● **YOUR INSTRUCTIONS**: Repeat the data verbatim.

● **GIVEN DATA**:
★ ★ ★ ★ ★ ★ ★
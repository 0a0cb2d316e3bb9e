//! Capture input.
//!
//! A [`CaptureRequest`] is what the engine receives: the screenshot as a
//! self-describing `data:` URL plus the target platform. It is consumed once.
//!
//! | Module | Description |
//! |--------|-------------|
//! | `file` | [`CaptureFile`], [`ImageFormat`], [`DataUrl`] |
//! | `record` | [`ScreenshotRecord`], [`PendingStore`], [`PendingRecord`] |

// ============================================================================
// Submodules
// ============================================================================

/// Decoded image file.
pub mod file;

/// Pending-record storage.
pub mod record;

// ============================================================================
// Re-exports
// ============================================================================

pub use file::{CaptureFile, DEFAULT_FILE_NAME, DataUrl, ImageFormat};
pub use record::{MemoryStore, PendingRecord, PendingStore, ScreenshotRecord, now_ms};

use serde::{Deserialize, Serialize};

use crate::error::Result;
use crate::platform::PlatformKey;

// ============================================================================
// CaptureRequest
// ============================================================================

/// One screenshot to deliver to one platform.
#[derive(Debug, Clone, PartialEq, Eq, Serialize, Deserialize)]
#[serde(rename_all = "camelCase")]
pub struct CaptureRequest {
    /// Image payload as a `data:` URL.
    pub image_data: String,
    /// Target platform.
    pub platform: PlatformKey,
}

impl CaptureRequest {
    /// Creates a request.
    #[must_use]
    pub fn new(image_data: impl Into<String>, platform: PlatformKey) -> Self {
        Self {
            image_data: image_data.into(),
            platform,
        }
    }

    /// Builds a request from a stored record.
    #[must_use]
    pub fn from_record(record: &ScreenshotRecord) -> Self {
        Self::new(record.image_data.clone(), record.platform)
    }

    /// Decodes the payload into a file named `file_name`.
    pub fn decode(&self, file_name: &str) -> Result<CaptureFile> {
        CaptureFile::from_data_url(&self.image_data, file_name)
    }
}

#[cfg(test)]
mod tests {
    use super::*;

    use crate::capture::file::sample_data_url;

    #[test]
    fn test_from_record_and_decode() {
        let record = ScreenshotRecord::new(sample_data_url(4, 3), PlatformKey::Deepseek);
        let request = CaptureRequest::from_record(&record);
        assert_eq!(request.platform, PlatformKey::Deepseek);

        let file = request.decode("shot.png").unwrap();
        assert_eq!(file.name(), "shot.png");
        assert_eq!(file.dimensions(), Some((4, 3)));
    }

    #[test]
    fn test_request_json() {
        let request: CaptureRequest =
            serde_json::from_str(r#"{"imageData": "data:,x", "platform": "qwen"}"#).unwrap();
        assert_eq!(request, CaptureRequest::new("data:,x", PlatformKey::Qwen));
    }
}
★ ★ ★ ★ ★ ★ ★
● **TASK SOLUTION**:
repository 0a0cb2d316e3bb9e
//! Capture input.
//!
//! A [`CaptureRequest`] is what the engine receives: the screenshot as a
//! self-describing `data:` URL plus the target platform. It is consumed once.
//!
//! | Module | Description |
//! |--------|-------------|
//! | `file` | [`CaptureFile`], [`ImageFormat`], [`DataUrl`] |
//! | `record` | [`ScreenshotRecord`], [`PendingStore`], [`PendingRecord`] |

// ============================================================================
// Submodules
// ============================================================================

/// Decoded image file.
pub mod file;

/// Pending-record storage.
pub mod record;

// ============================================================================
// Re-exports
// ============================================================================

pub use file::{CaptureFile, DEFAULT_FILE_NAME, DataUrl, ImageFormat};
pub use record::{MemoryStore, PendingRecord, PendingStore, ScreenshotRecord, now_ms};

use serde::{Deserialize, Serialize};

use crate::error::Result;
use crate::platform::PlatformKey;

// ============================================================================
// CaptureRequest
// ============================================================================

/// One screenshot to deliver to one platform.
#[derive(Debug, Clone, PartialEq, Eq, Serialize, Deserialize)]
#[serde(rename_all = "camelCase")]
pub struct CaptureRequest {
    /// Image payload as a `data:` URL.
    pub image_data: String,
    /// Target platform.
    pub platform: PlatformKey,
}

impl CaptureRequest {
    /// Creates a request.
    #[must_use]
    pub fn new(image_data: impl Into<String>, platform: PlatformKey) -> Self {
        Self {
            image_data: image_data.into(),
            platform,
        }
    }

    /// Builds a request from a stored record.
    #[must_use]
    pub fn from_record(record: &ScreenshotRecord) -> Self {
        Self::new(record.image_data.clone(), record.platform)
    }

    /// Decodes the payload into a file named `file_name`.
    pub fn decode(&self, file_name: &str) -> Result<CaptureFile> {
        CaptureFile::from_data_url(&self.image_data, file_name)
    }
}

#[cfg(test)]
mod tests {
    use super::*;

    use crate::capture::file::sample_data_url;

    #[test]
    fn test_from_record_and_decode() {
        let record = ScreenshotRecord::new(sample_data_url(4, 3), PlatformKey::Deepseek);
        let request = CaptureRequest::from_record(&record);
        assert_eq!(request.platform, PlatformKey::Deepseek);

        let file = request.decode("shot.png").unwrap();
        assert_eq!(file.name(), "shot.png");
        assert_eq!(file.dimensions(), Some((4, 3)));
    }

    #[test]
    fn test_request_json() {
        let request: CaptureRequest =
            serde_json::from_str(r#"{"imageData": "data:,x", "platform": "qwen"}"#).unwrap();
        assert_eq!(request, CaptureRequest::new("data:,x", PlatformKey::Qwen));
    }
}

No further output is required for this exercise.